If it is impossible to protect oneself effectively from external catastrophes, misfortunes and strokes of fate, the only alternative left is an inner security that is independent of external circumstances and influences. This connection is reflected in the Latin term securitas, which is usually translated as security, but literally - as a combination of sine+cura (without worry) - means "freedom from worry" or "peace of mind". The Roman writer Cicero, from whom the term securitas has come down to us, draws on Epicurean and Stoic ideas of imperturbability (Greek: ataraxia) and freedom from passions (Greek: apathia) as the goal of the good life. Securitas means the "freedom of the mind from all excitement, desire, fear, anger, lust and wrath, i.e. from all passions", from which "steadfastness and dignity" result, which form the basis for other desirable character traits. In the words of Cicero: "Security is what I now call freedom from sorrow, which is what a happy life consists of." The Christian tradition initially adopted securitas and after the Constantinian revolution in the 4th century, peace and the security of the state became an integral part of the church liturgy. From a theological perspective, however, securitas was viewed ambivalently from the outset. The accusation was that freedom from worry could lead to carelessness (lat. acedia). Monasticism feared a "slackening of the soul and weakening of the spirit", Augustine denounced its lack of fear of God, and Thomas Aquinas counted it among the deadly sins as a flight from God. Theological criticism led to the successive replacement of the term securitas with the term certitudo, or certainty. The certainty of faith and salvation is a divine gift of faith and is categorically distinguished from human certainty. The subjects of certainty are the acting human beings, but they cannot gain certainty for themselves because it can only be brought about by God himself.
To summarise:
In the present day, the discussion about security and freedom is shifting to the new pair of terms "vulnerability" and "resilience". Both terms respond to an error in Thomas Hobbes' thinking. In his work, people emerge as an anthropological phantom of loners who become beasts as soon as they meet. Humans are simply there, as parentless and unrelated, adult male individuals without childhood. The philosopher leaves unanswered the question posed by his later colleague Judith Butler, "[w]ho we became individuals [...] and we also do not learn why exactly the conflict constitutes our first passionate relationship with each other and not dependence or attachment [...]. What support, what dependence must be denied to arrive at the fantasy of self-sufficiency, to allow history to begin with timeless adult masculinity?" Hobbes and the many who followed him ignore that "human life takes place in a tense dialogue between dependence and self-assertion, between attachment and autonomy", and that human life is determined by the fundamental re-experience of vulnerability. The new terms "vulnerability" and "resilience" refer to this.

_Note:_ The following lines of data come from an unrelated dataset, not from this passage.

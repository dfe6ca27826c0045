//! OpenAI-compatible chat completions backend
//!
//! Works against any server exposing `/chat/completions` with function
//! tools (OpenAI, Ollama, vLLM, ...).

use async_trait::async_trait;
use backoff::{future::retry, ExponentialBackoff};
use reqwest::{Client, StatusCode};
use serde::{Deserialize, Serialize};
use serde_json::Value;
use std::time::Duration;

use crate::{
    error::{LLMError, Result},
    parser,
    provider::{LLMProvider, ModelRequest},
    types::{Message, MessageRole, ModelResponse},
};

const OPENAI_API_BASE: &str = "https://api.openai.com/v1";

/// OpenAI-compatible API provider
pub struct OpenAIProvider {
    client: Client,
    api_key: String,
    base_url: String,
    timeout: Duration,
}

impl OpenAIProvider {
    /// Create a new provider against the public OpenAI API
    pub fn new(api_key: impl Into<String>) -> Result<Self> {
        let api_key = api_key.into();
        if api_key.is_empty() {
            return Err(LLMError::config("API key cannot be empty"));
        }

        Ok(Self {
            client: Client::new(),
            api_key,
            base_url: OPENAI_API_BASE.to_string(),
            timeout: Duration::from_secs(60),
        })
    }

    /// Point the provider at another OpenAI-compatible server
    pub fn with_base_url(mut self, base_url: impl Into<String>) -> Self {
        self.base_url = base_url.into().trim_end_matches('/').to_string();
        self
    }

    /// Set request timeout
    pub fn with_timeout(mut self, timeout: Duration) -> Self {
        self.timeout = timeout;
        self
    }

    /// Convert the system prompt and history to OpenAI format
    fn format_messages(&self, system_prompt: Option<&str>, history: &[Message]) -> Vec<OpenAIMessage> {
        let system = system_prompt.map(|prompt| OpenAIMessage {
            role: "system".to_string(),
            content: Some(prompt.to_string()),
            tool_calls: None,
            tool_call_id: None,
        });

        system
            .into_iter()
            .chain(history.iter().map(|msg| {
                let role = match msg.role {
                    MessageRole::System => "system",
                    MessageRole::User => "user",
                    MessageRole::Assistant => "assistant",
                    MessageRole::ToolResult => "tool",
                };

                let tool_calls = msg.has_tool_calls().then(|| {
                    msg.tool_calls
                        .iter()
                        .map(|call| {
                            serde_json::json!({
                                "id": call.id,
                                "type": "function",
                                "function": {
                                    "name": call.name,
                                    "arguments": call.arguments.to_string(),
                                }
                            })
                        })
                        .collect()
                });

                OpenAIMessage {
                    role: role.to_string(),
                    content: Some(msg.content.clone()),
                    tool_calls,
                    tool_call_id: msg.tool_call_id.clone(),
                }
            }))
            .collect()
    }

    /// Make a retryable API request
    async fn make_request(&self, request_body: &OpenAIRequest) -> Result<OpenAIResponse> {
        let url = format!("{}/chat/completions", self.base_url);

        let operation = || async {
            let response = self
                .client
                .post(&url)
                .header("Authorization", format!("Bearer {}", self.api_key))
                .header("Content-Type", "application/json")
                .timeout(self.timeout)
                .json(request_body)
                .send()
                .await
                .map_err(|e| {
                    if e.is_timeout() {
                        LLMError::Timeout
                    } else {
                        LLMError::Http(e)
                    }
                })
                .map_err(into_backoff)?;

            let status = response.status();

            if status == StatusCode::TOO_MANY_REQUESTS {
                let retry_after_secs: Option<u64> = response
                    .headers()
                    .get("retry-after")
                    .and_then(|v| v.to_str().ok())
                    .and_then(|v| v.parse().ok());

                return Err(into_backoff(LLMError::RateLimited(retry_after_secs)));
            }

            if !status.is_success() {
                let body = response.text().await.unwrap_or_default();
                tracing::warn!(status = status.as_u16(), "Chat completions request failed");
                return Err(into_backoff(LLMError::Status {
                    status: status.as_u16(),
                    body,
                }));
            }

            response
                .json::<OpenAIResponse>()
                .await
                .map_err(|e| backoff::Error::Permanent(LLMError::parse(e.to_string())))
        };

        let backoff_config = ExponentialBackoff {
            max_elapsed_time: Some(Duration::from_secs(30)),
            ..Default::default()
        };

        retry(backoff_config, operation).await
    }
}

#[async_trait]
impl LLMProvider for OpenAIProvider {
    async fn invoke(&self, request: ModelRequest<'_>) -> Result<ModelResponse> {
        let tools: Vec<Value> = request.tools.iter().map(|t| t.to_openai_function()).collect();
        tracing::debug!(
            model = request.model,
            messages = request.history.len(),
            tools = tools.len(),
            "Invoking chat completions"
        );

        let body = OpenAIRequest {
            model: request.model.to_string(),
            messages: self.format_messages(request.system_prompt, request.history),
            stream: false,
            tool_choice: (!tools.is_empty()).then(|| "auto".to_string()),
            tools: (!tools.is_empty()).then_some(tools),
        };

        let response = self.make_request(&body).await?;

        let choice = response
            .choices
            .into_iter()
            .next()
            .ok_or_else(|| LLMError::parse("No choices in response"))?;

        let calls = parser::parse_openai_tool_calls(&choice.message)?;
        let content = choice
            .message
            .get("content")
            .and_then(|c| c.as_str())
            .unwrap_or_default()
            .to_string();

        Ok(ModelResponse::from_parts(content, calls))
    }

    fn name(&self) -> &str {
        "openai"
    }
}

/// Retry what may succeed on a second attempt, give up on the rest
fn into_backoff(err: LLMError) -> backoff::Error<LLMError> {
    if err.is_retryable() {
        let retry_after = err.retry_after();
        backoff::Error::Transient { err, retry_after }
    } else {
        backoff::Error::Permanent(err)
    }
}

// OpenAI API types

#[derive(Debug, Serialize)]
struct OpenAIRequest {
    model: String,
    messages: Vec<OpenAIMessage>,
    stream: bool,
    #[serde(skip_serializing_if = "Option::is_none")]
    tools: Option<Vec<Value>>,
    #[serde(skip_serializing_if = "Option::is_none")]
    tool_choice: Option<String>,
}

#[derive(Debug, Serialize)]
struct OpenAIMessage {
    role: String,
    content: Option<String>,
    #[serde(skip_serializing_if = "Option::is_none")]
    tool_calls: Option<Vec<Value>>,
    #[serde(skip_serializing_if = "Option::is_none")]
    tool_call_id: Option<String>,
}

#[derive(Debug, Deserialize)]
struct OpenAIResponse {
    choices: Vec<OpenAIChoice>,
}

#[derive(Debug, Deserialize)]
struct OpenAIChoice {
    message: Value,
}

The concept of vulnerability originates from development psychology, poverty research and development policy and migrated into political science and political philosophy after 9/11. Vulnerability research in the natural and engineering sciences, climate research and technology assessment is concerned with analysing systemic weaknesses. In the context of the human sciences, "vulnerability [...] denotes a basic anthropological datum. It denies any form of exaggeration that interprets humans first and foremost as self-sufficient beings whose self-sufficiency and strength is only impaired by adverse circumstances and who are only then dependent on solidarity-based support. Instead, the following applies: 'We humans are all needy and [...] dependent on one another' - in terms of both the physical and psychosocial dimensions of human existence. As physical beings, humans are physically vulnerable, particularly due to their bodily perception of suffering and pain. People are socially and psychologically vulnerable in particular because they are dependent on reliable relationships and bonds, on responsive companionship and support, and on recognition and appreciation."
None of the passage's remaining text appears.